OLD SONGS SUNG AGAIN



This beach that we run on, this beach that we sun on,

was a cold mountain once, indomitable quartz.

An insatiable wind chewed the granite into flinders.

The weathered remains gathered themselves as grains

along this treasured shore, this diamond corridor.

But the bored, restless waves too soon will take their leave,

Our beach’s secret cache will be revealed: the smashed

shells, patches of lather, condoms, crap, cadavers….



Life is like a ledger book.

Plusses and losses shape our plans.



The past is a castle; the present, a pasture:

Both are famous for blades (for cattle, or for knaves).

Instants leave instantly, last an eternity,

and new historians find and restore eons.

…. Mississippi …. Egypt …. Pasts clatter in their crypts,

yesterday’s tomorrows detached from their augurs.



Busses and crosses map our lands.

Life deserves a second look.



EVIDENCE FOR THE MUTATIONAL CODEPENDENCE OF TIME 



Yesterday 

today 

was 

tomorrow 

& my future



:ours



JEN




Not too short, not too thin,

she hid her out within.

She never showed her smile,

never revealed her pain.



SHAPE OF GOD DEBATED



Once, the future shape of god

was subjected to debate

between Simons, one a sage

and the other dubbed a rock.

One said

that a hermitage

was proper for apostles,

and the other

that brothels

were the fittest

for a sage.



Along with the skies,

the Hawk’s wings

lift

human prayers and praise.

But all the tears

are embraced

by the coils of the

Snake. 



LEAP FROG 



In slo/ 

        /mo 

                                               / frog.

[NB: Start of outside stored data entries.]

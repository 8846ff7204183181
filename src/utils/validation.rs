use crate::utils::error::{EtlError, Result};
use chrono::NaiveDate;
use regex::Regex;
use std::sync::OnceLock;
use url::Url;

pub trait Validate {
    fn validate(&self) -> Result<()>;
}

pub fn validate_url(field_name: &str, url_str: &str) -> Result<()> {
    if url_str.is_empty() {
        return Err(EtlError::InvalidConfigValueError {
            field: field_name.to_string(),
            value: url_str.to_string(),
            reason: "URL cannot be empty".to_string(),
        });
    }

    match Url::parse(url_str) {
        Ok(url) => match url.scheme() {
            "http" | "https" => Ok(()),
            scheme => Err(EtlError::InvalidConfigValueError {
                field: field_name.to_string(),
                value: url_str.to_string(),
                reason: format!("Unsupported URL scheme: {}", scheme),
            }),
        },
        Err(e) => Err(EtlError::InvalidConfigValueError {
            field: field_name.to_string(),
            value: url_str.to_string(),
            reason: format!("Invalid URL format: {}", e),
        }),
    }
}

/// Accepts only the drivers compiled into the storage layer.
pub fn validate_database_url(field_name: &str, url_str: &str) -> Result<()> {
    let supported = ["postgres://", "postgresql://", "sqlite:"];
    if supported.iter().any(|prefix| url_str.starts_with(prefix)) {
        Ok(())
    } else {
        Err(EtlError::InvalidConfigValueError {
            field: field_name.to_string(),
            value: redact_password(url_str),
            reason: "Expected a postgres:// or sqlite: URL".to_string(),
        })
    }
}

pub fn validate_path(field_name: &str, path: &str) -> Result<()> {
    if path.is_empty() {
        return Err(EtlError::InvalidConfigValueError {
            field: field_name.to_string(),
            value: path.to_string(),
            reason: "Path cannot be empty".to_string(),
        });
    }

    if path.contains('\0') {
        return Err(EtlError::InvalidConfigValueError {
            field: field_name.to_string(),
            value: path.to_string(),
            reason: "Path contains null bytes".to_string(),
        });
    }

    Ok(())
}

pub fn validate_positive_number(field_name: &str, value: usize, min_value: usize) -> Result<()> {
    if value < min_value {
        return Err(EtlError::InvalidConfigValueError {
            field: field_name.to_string(),
            value: value.to_string(),
            reason: format!("Value must be at least {}", min_value),
        });
    }
    Ok(())
}

pub fn validate_required_field<'a, T>(field_name: &str, value: &'a Option<T>) -> Result<&'a T> {
    value.as_ref().ok_or_else(|| EtlError::MissingConfigError {
        field: field_name.to_string(),
    })
}

pub fn validate_range<T: PartialOrd + std::fmt::Display + Copy>(
    field_name: &str,
    value: T,
    min: T,
    max: T,
) -> Result<()> {
    if value < min || value > max {
        return Err(EtlError::InvalidConfigValueError {
            field: field_name.to_string(),
            value: value.to_string(),
            reason: format!("Value must be between {} and {}", min, max),
        });
    }
    Ok(())
}

/// Table names are interpolated into DDL, so only bare identifiers pass.
pub fn validate_sql_identifier(field_name: &str, value: &str) -> Result<()> {
    static IDENT: OnceLock<Regex> = OnceLock::new();
    let re = IDENT.get_or_init(|| {
        Regex::new(r"^[A-Za-z_][A-Za-z0-9_]{0,62}$").expect("identifier pattern is valid")
    });

    if re.is_match(value) {
        Ok(())
    } else {
        Err(EtlError::InvalidConfigValueError {
            field: field_name.to_string(),
            value: value.to_string(),
            reason: "Must be a plain SQL identifier (letters, digits, underscore)".to_string(),
        })
    }
}

pub fn parse_iso_date(field_name: &str, value: &str) -> Result<NaiveDate> {
    NaiveDate::parse_from_str(value.trim(), "%Y-%m-%d").map_err(|e| {
        EtlError::InvalidConfigValueError {
            field: field_name.to_string(),
            value: value.to_string(),
            reason: format!("Expected a YYYY-MM-DD date: {}", e),
        }
    })
}

/// Replaces the password part of a connection URL so it can be logged.
pub fn redact_password(url_str: &str) -> String {
    match Url::parse(url_str) {
        Ok(mut url) if url.password().is_some() => {
            let _ = url.set_password(Some("***"));
            url.to_string()
        }
        _ => url_str.to_string(),
    }
}

#[cfg(test)]
mod tests {
    use super::*;

    #[test]
    fn test_validate_url() {
        assert!(validate_url("feed.url", "https://api.nasa.gov/neo/rest/v1/feed").is_ok());
        assert!(validate_url("feed.url", "http://localhost:8080").is_ok());
        assert!(validate_url("feed.url", "").is_err());
        assert!(validate_url("feed.url", "invalid-url").is_err());
        assert!(validate_url("feed.url", "ftp://example.com").is_err());
    }

    #[test]
    fn test_validate_database_url() {
        assert!(validate_database_url("database.url", "postgres://u:p@db:5432/neo").is_ok());
        assert!(validate_database_url("database.url", "sqlite://neo.db?mode=rwc").is_ok());
        assert!(validate_database_url("database.url", "mysql://u@db/neo").is_err());
    }

    #[test]
    fn test_validate_sql_identifier() {
        assert!(validate_sql_identifier("database.table", "asteroids").is_ok());
        assert!(validate_sql_identifier("database.table", "_neo_2024").is_ok());
        assert!(validate_sql_identifier("database.table", "1asteroids").is_err());
        assert!(validate_sql_identifier("database.table", "asteroids; DROP TABLE x").is_err());
        assert!(validate_sql_identifier("database.table", "").is_err());
    }

    #[test]
    fn test_parse_iso_date() {
        let date = parse_iso_date("pipeline.start_date", "2024-01-01").unwrap();
        assert_eq!(date, NaiveDate::from_ymd_opt(2024, 1, 1).unwrap());
        assert!(parse_iso_date("pipeline.start_date", "01/01/2024").is_err());
    }

    #[test]
    fn test_redact_password() {
        let redacted = redact_password("postgres://neo:secret@db:5432/neo");
        assert!(!redacted.contains("secret"));
        assert!(redacted.contains("***"));
        assert_eq!(redact_password("sqlite://neo.db"), "sqlite://neo.db");
    }

    #[test]
    fn test_validate_positive_number() {
        assert!(validate_positive_number("database.connect_attempts", 5, 1).is_ok());
        assert!(validate_positive_number("database.connect_attempts", 0, 1).is_err());
    }
}
// Adapters layer: concrete implementations of the domain ports for external systems.

pub mod database;
pub mod http;
pub mod storage;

           tree, and, shade, leap / 

Seasons pass, and Velcro lovers to Teflon stray.

Tomorrow 

will we kids too play 

   kids 

   play              leap 

                                   frog 

                                           

                                           leap?

Poetry from Gregg Norman

MATRIARCH

Sarah stood a tall, broad-shouldered
woman of regal bearing 
wearing a dress always
and faux pearls with a black toile hat
flat as a stove top lid.
She came from Stoke-on-Trent
in old Blighty where she worked 
as a clerk for a milliner.
She married her love, Matt,
at a tender age but he toiled in a cage
in a mine and had no prospects.
The only way to escape indenture
was by adventure so they emigrated
uneducated as to their destination.
A trip by ship took them to Halifax,
then on by train to the vast plains
of Saskatchewan, where winter
was so cold, truth be told,
it tore the breath from their mouths
in gouts of astonishment.
But through it all she smiled with a style
far above her raising, a proud, penniless
émigré cleaved to her man standing alone
against a world of possibilities.
Matt hired out to farm a farmer’s land,
while Sarah took to cooking in the farmer’s house.
In time they went to rent  a place nearby
Where the wheat grown was their own.
She bore five children, three daughters 
and two sons, her family then begun.
She suffered through the Great Depression
but never questioned her decision
to become the woman she longed to be.
She was a corner post for most
of the local women in a community
of immigrants, native-born, and transplants.
She thrived, so alive in her role
as a woman risen beyond her station
in a nation where such was possible.
When her Matt died she made her way
to stay with daughters, one, two, three,
then on to a home where she roamed
the long halls on the arms of her 
grandsons, favored over the women
as was the British way. But a slip
and a broken hip sent her to hospital
undressed from her dress and bedded
without her pearls and teeth.
They called upon my mother, but Sarah wanted
no other to see her in what she knew
to be a sorry state, refusing all pleas
to please eat something, saying she knew 
what she had to do – and she did, willing
herself to die at ninety-three,
a woman to be reckoned with
to the end.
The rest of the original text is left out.